//! Port for session persistence.

use async_trait::async_trait;

use crate::domain::foundation::{DomainError, SessionId};
use crate::domain::session::Session;

/// Session token storage.
#[async_trait]
pub trait SessionRepository: Send + Sync {
    async fn insert(&self, session: &Session) -> Result<(), DomainError>;

    /// Looks a session up by its opaque token.
    async fn find_by_token(&self, token: &str) -> Result<Option<Session>, DomainError>;

    /// Removes a session. Logout of an already-removed session is a no-op.
    async fn delete(&self, id: SessionId) -> Result<(), DomainError>;

    /// Removes every session past its expiry. Returns how many went.
    async fn delete_expired(&self) -> Result<u64, DomainError>;
}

*WHAT IS EXPECTED*
Wherever the string "Removes" appears in a line above, copy that line.

*SOLUTION TO THIS PROBLEM*
    /// Removes a session. Logout of an already-removed session is a no-op.
    /// Removes every session past its expiry. Returns how many went.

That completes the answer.